Repaglinide, a meglitinide insulinotropic antidiabetic, was unraveled as a promising therapeutic agent for Huntington's disease by targeting the neuronal calcium sensor downstream regulatory element antagonist modulator (DREAM). However, its mechanistic profile in Parkinson's disease (PD) especially its impact on endoplasmic reticulum (ER) stress, mitophagy, and their interconnections is poorly elucidated.

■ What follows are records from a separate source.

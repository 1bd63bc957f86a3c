//! Cart endpoints: input validation and the stock check that precedes an add.

use super::error::ServiceError;
use crate::clients::{CartClient, ProductClient};
use crate::framework::ActorClient;
use crate::model::{Cart, ProductId, UserId};
use serde::Serialize;
use tracing::{instrument, warn};

/// A cart plus a human-readable confirmation.
#[derive(Debug, Clone, PartialEq, Serialize)]
pub struct CartResponse {
    pub cart: Cart,
    pub message: String,
}

impl CartResponse {
    fn new(cart: Cart, message: &str) -> Self {
        Self {
            cart,
            message: message.to_string(),
        }
    }
}

#[derive(Clone)]
pub struct CartService {
    carts: CartClient,
    products: ProductClient,
}

/// Rejects an empty user key.
pub(crate) fn require_user(user_id: &str) -> Result<UserId, ServiceError> {
    if user_id.is_empty() {
        return Err(ServiceError::invalid("user id is required"));
    }
    Ok(UserId::new(user_id))
}

/// Rejects the unset product id 0.
pub(crate) fn require_product(product_id: ProductId) -> Result<ProductId, ServiceError> {
    if product_id.0 == 0 {
        return Err(ServiceError::invalid("product id must be positive"));
    }
    Ok(product_id)
}

impl CartService {
    pub fn new(carts: CartClient, products: ProductClient) -> Self {
        Self { carts, products }
    }

    /// Adds a product to the user's cart after checking current stock.
    ///
    /// Stock is checked against the catalog at the time of the call but is
    /// not reserved, so concurrent adds may together exceed it.
    #[instrument(skip(self))]
    pub async fn add_to_cart(
        &self,
        user_id: &str,
        product_id: ProductId,
        quantity: i32,
    ) -> Result<CartResponse, ServiceError> {
        let user_id = require_user(user_id)?;
        let product_id = require_product(product_id)?;
        let quantity = u32::try_from(quantity)
            .ok()
            .filter(|q| *q > 0)
            .ok_or_else(|| ServiceError::invalid("quantity must be at least 1"))?;

        let product = self
            .products
            .get(product_id)
            .await?
            .ok_or_else(|| ServiceError::NotFound(format!("product {product_id}")))?;

        if product.stock < quantity {
            warn!(stock = product.stock, quantity, "Insufficient stock");
            return Err(ServiceError::FailedPrecondition(format!(
                "insufficient stock: {} available",
                product.stock
            )));
        }

        let cart = self.carts.add_item(user_id, product, quantity).await?;
        Ok(CartResponse::new(cart, "Product added to cart"))
    }

    #[instrument(skip(self))]
    pub async fn get_cart(&self, user_id: &str) -> Result<CartResponse, ServiceError> {
        let cart = self.carts.get_cart(require_user(user_id)?).await?;
        Ok(CartResponse::new(cart, "Cart retrieved"))
    }

    #[instrument(skip(self))]
    pub async fn remove_from_cart(
        &self,
        user_id: &str,
        product_id: ProductId,
    ) -> Result<CartResponse, ServiceError> {
        let cart = self
            .carts
            .remove_item(require_user(user_id)?, require_product(product_id)?)
            .await?;
        Ok(CartResponse::new(cart, "Product removed from cart"))
    }

    #[instrument(skip(self))]
    pub async fn clear_cart(&self, user_id: &str) -> Result<CartResponse, ServiceError> {
        let cart = self.carts.clear(require_user(user_id)?).await?;
        Ok(CartResponse::new(cart, "Cart cleared"))
    }
}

This study is the first to examine the neuroprotective potential of repaglinide in rotenone-induced PD in rats by exploring its effects on DREAM, BiP/ATF6/CHOP ER stress pathway, apoptosis, mitophagy/autophagy, oxidative stress, astrogliosis/microgliosis, and neuroinflammation. Male Wistar rats were randomly assigned to four groups: groups 1 and 2 received the vehicle or repaglinide (0.5 mg/kg/day p.o). Groups 3 and 4 received rotenone (1.5 mg/kg/48 h s.c) for 21 days; meanwhile, group 4 additionally received repaglinide (0.5 mg/kg/day p.o) for 15 days starting from day 11. Interestingly, repaglinide lessened striatal ER stress and apoptosis as evidenced by reduced BiP/ATF6/CHOP and caspase-3 levels; however, it augmented striatal DREAM mRNA expression. Repaglinide triggered the expression of the mitophagy marker PINK1 and the autophagy protein beclin1 and alleviated striatal oxidative stress through escalating catalase activity. In addition, repaglinide halted astrocyte/microglial activation and neuroinflammation in the striatum as expressed by reducing glial fibrillary acidic protein (GFAP) and ionized calcium-binding adaptor protein 1 (Iba1) immunostaining and decreasing interleukin (IL)-6 and IL-1β levels. Repaglinide restored striatum morphological alterations, intact neuron count, and neurobehavioral motor performance in rats examined by an open field, grip strength, and footprint gait analysis. Conclusively, repaglinide modulates the DREAM-ER stress BiP/ATF6/CHOP cascade, increases mitophagy/autophagy, inhibits apoptosis, and lessens oxidative stress, astrocyte/microglial activation, and neuroinflammation in PD.